Copy out the lines below that hold the word "ResourceRequirements".

Collected data entries
* * * * * * * * *

use std::collections::{BTreeSet, HashSet};
use std::fmt;

use chrono::{DateTime, Utc};
use serde::{Deserialize, Serialize};
use uuid::Uuid;

use crate::config::NodeProfile;

#[derive(Debug, Clone, Copy, PartialEq, Eq, Hash, Serialize, Deserialize)]
#[serde(rename_all = "lowercase")]
pub enum HealthStatus {
    Healthy,
    Degraded,
    Unhealthy,
    Offline,
    Maintenance,
}

impl HealthStatus {
    /// Healthy and degraded nodes may receive work.
    pub fn is_schedulable(&self) -> bool {
        matches!(self, HealthStatus::Healthy | HealthStatus::Degraded)
    }
}

impl fmt::Display for HealthStatus {
    fn fmt(&self, f: &mut fmt::Formatter<'_>) -> fmt::Result {
        match self {
            HealthStatus::Healthy => write!(f, "healthy"),
            HealthStatus::Degraded => write!(f, "degraded"),
            HealthStatus::Unhealthy => write!(f, "unhealthy"),
            HealthStatus::Offline => write!(f, "offline"),
            HealthStatus::Maintenance => write!(f, "maintenance"),
        }
    }
}

/// Resources a job needs. Units: cpu millicores, memory/storage MiB,
/// bandwidth Mbps, accelerator units.
#[derive(Debug, Clone, Copy, Default, PartialEq, Eq, Serialize, Deserialize)]
pub struct ResourceRequirements {
    pub cpu_millis: u64,
    pub memory_mb: u64,
    pub storage_mb: u64,
    pub bandwidth_mbps: u64,
    #[serde(default)]
    pub gpu_units: u64,
}

impl ResourceRequirements {
    pub fn new(cpu_millis: u64, memory_mb: u64, storage_mb: u64, bandwidth_mbps: u64) -> Self {
        Self {
            cpu_millis,
            memory_mb,
            storage_mb,
            bandwidth_mbps,
            gpu_units: 0,
        }
    }

    pub fn with_gpu(mut self, units: u64) -> Self {
        self.gpu_units = units;
        self
    }

    pub fn is_zero(&self) -> bool {
        *self == Self::default()
    }

    /// Component-wise `self <= other`.
    pub fn fits_within(&self, other: &ResourceRequirements) -> bool {
        self.cpu_millis <= other.cpu_millis
            && self.memory_mb <= other.memory_mb
            && self.storage_mb <= other.storage_mb
            && self.bandwidth_mbps <= other.bandwidth_mbps
            && self.gpu_units <= other.gpu_units
    }

    pub fn saturating_add(&self, other: &ResourceRequirements) -> ResourceRequirements {
        ResourceRequirements {
            cpu_millis: self.cpu_millis.saturating_add(other.cpu_millis),
            memory_mb: self.memory_mb.saturating_add(other.memory_mb),
            storage_mb: self.storage_mb.saturating_add(other.storage_mb),
            bandwidth_mbps: self.bandwidth_mbps.saturating_add(other.bandwidth_mbps),
            gpu_units: self.gpu_units.saturating_add(other.gpu_units),
        }
    }
}

/// One allocatable dimension. `available` is derived, so
/// `used + available == total` always holds as long as `used <= total`.
#[derive(Debug, Clone, Copy, Default, PartialEq, Eq, Serialize, Deserialize)]
pub struct ResourceCounter {
    total: u64,
    used: u64,
}

impl ResourceCounter {
    pub fn new(total: u64) -> Self {
        Self { total, used: 0 }
    }

    pub fn total(&self) -> u64 {
        self.total
    }

    pub fn used(&self) -> u64 {
        self.used
    }

    pub fn available(&self) -> u64 {
        self.total.saturating_sub(self.used)
    }

    /// Fraction of the dimension in use. A zero-capacity dimension counts as fully used.
    pub fn usage_ratio(&self) -> f64 {
        if self.total == 0 {
            1.0
        } else {
            self.used as f64 / self.total as f64
        }
    }

    pub fn available_ratio(&self) -> f64 {
        1.0 - self.usage_ratio()
    }

    /// Reserve `amount`. Refuses (returns false) rather than exceed the total.
    pub fn reserve(&mut self, amount: u64) -> bool {
        if amount > self.available() {
            return false;
        }
        self.used += amount;
        true
    }

    /// Return `amount`, clamping at zero to tolerate drift.
    pub fn release(&mut self, amount: u64) {
        self.used = self.used.saturating_sub(amount);
    }
}

#[derive(Debug, Clone, PartialEq, Serialize, Deserialize)]
pub struct NodeResources {
    pub cpu: ResourceCounter,
    pub memory: ResourceCounter,
    pub storage: ResourceCounter,
    pub bandwidth: ResourceCounter,
    pub gpu: ResourceCounter,
    pub latency_ms: f64,
}

impl NodeResources {
    pub fn from_profile(profile: &NodeProfile) -> Self {
        Self {
            cpu: ResourceCounter::new(profile.cpu_millis),
            memory: ResourceCounter::new(profile.memory_mb),
            storage: ResourceCounter::new(profile.storage_mb),
            bandwidth: ResourceCounter::new(profile.bandwidth_mbps),
            gpu: ResourceCounter::new(profile.gpu_units),
            latency_ms: profile.latency_ms,
        }
    }

    pub fn available(&self) -> ResourceRequirements {
        ResourceRequirements {
            cpu_millis: self.cpu.available(),
            memory_mb: self.memory.available(),
            storage_mb: self.storage.available(),
            bandwidth_mbps: self.bandwidth.available(),
            gpu_units: self.gpu.available(),
        }
    }

    pub fn total(&self) -> ResourceRequirements {
        ResourceRequirements {
            cpu_millis: self.cpu.total(),
            memory_mb: self.memory.total(),
            storage_mb: self.storage.total(),
            bandwidth_mbps: self.bandwidth.total(),
            gpu_units: self.gpu.total(),
        }
    }

    pub fn can_fit(&self, req: &ResourceRequirements) -> bool {
        req.fits_within(&self.available())
    }

    /// Reserve every dimension or none of them.
    pub fn reserve(&mut self, req: &ResourceRequirements) -> bool {
        if !self.can_fit(req) {
            return false;
        }
        self.cpu.reserve(req.cpu_millis);
        self.memory.reserve(req.memory_mb);
        self.storage.reserve(req.storage_mb);
        self.bandwidth.reserve(req.bandwidth_mbps);
        self.gpu.reserve(req.gpu_units);
        true
    }

    pub fn release(&mut self, req: &ResourceRequirements) {
        self.cpu.release(req.cpu_millis);
        self.memory.release(req.memory_mb);
        self.storage.release(req.storage_mb);
        self.bandwidth.release(req.bandwidth_mbps);
        self.gpu.release(req.gpu_units);
    }

    /// `used + available == total` on every dimension.
    pub fn is_consistent(&self) -> bool {
        [self.cpu, self.memory, self.storage, self.bandwidth, self.gpu]
            .iter()
            .all(|c| c.used() + c.available() == c.total())
    }
}

/// A worker capable of executing workflow steps.
#[derive(Debug, Clone, Serialize, Deserialize)]
pub struct WorkerNode {
    pub id: String,
    pub hostname: String,
    pub status: HealthStatus,
    pub resources: NodeResources,
    pub assigned_jobs: HashSet<Uuid>,
    /// Rolling score in `0.0..=1.0`, higher is better.
    pub performance_score: f64,
    pub tags: BTreeSet<String>,
    pub registered_at: DateTime<Utc>,
}

impl WorkerNode {
    pub fn new(id: impl Into<String>, hostname: impl Into<String>, profile: &NodeProfile) -> Self {
        Self {
            id: id.into(),
            hostname: hostname.into(),
            status: HealthStatus::Healthy,
            resources: NodeResources::from_profile(profile),
            assigned_jobs: HashSet::new(),
            performance_score: 1.0,
            tags: BTreeSet::new(),
            registered_at: Utc::now(),
        }
    }

    pub fn with_tag(mut self, tag: impl Into<String>) -> Self {
        self.tags.insert(tag.into());
        self
    }

    pub fn with_performance_score(mut self, score: f64) -> Self {
        self.performance_score = score.clamp(0.0, 1.0);
        self
    }

    pub fn with_status(mut self, status: HealthStatus) -> Self {
        self.status = status;
        self
    }

    pub fn has_tag(&self, tag: &str) -> bool {
        self.tags.contains(tag)
    }

    pub fn cpu_usage(&self) -> f64 {
        self.resources.cpu.usage_ratio()
    }

    pub fn memory_available_ratio(&self) -> f64 {
        self.resources.memory.available_ratio()
    }

    pub fn job_count(&self) -> usize {
        self.assigned_jobs.len()
    }
}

* * * * * * * * *

→ **Response**
pub struct ResourceRequirements {
impl ResourceRequirements {
    pub fn fits_within(&self, other: &ResourceRequirements) -> bool {
    pub fn saturating_add(&self, other: &ResourceRequirements) -> ResourceRequirements {
        ResourceRequirements {
    pub fn available(&self) -> ResourceRequirements {
        ResourceRequirements {
    pub fn total(&self) -> ResourceRequirements {
        ResourceRequirements {
    pub fn can_fit(&self, req: &ResourceRequirements) -> bool {
    pub fn reserve(&mut self, req: &ResourceRequirements) -> bool {
    pub fn release(&mut self, req: &ResourceRequirements) {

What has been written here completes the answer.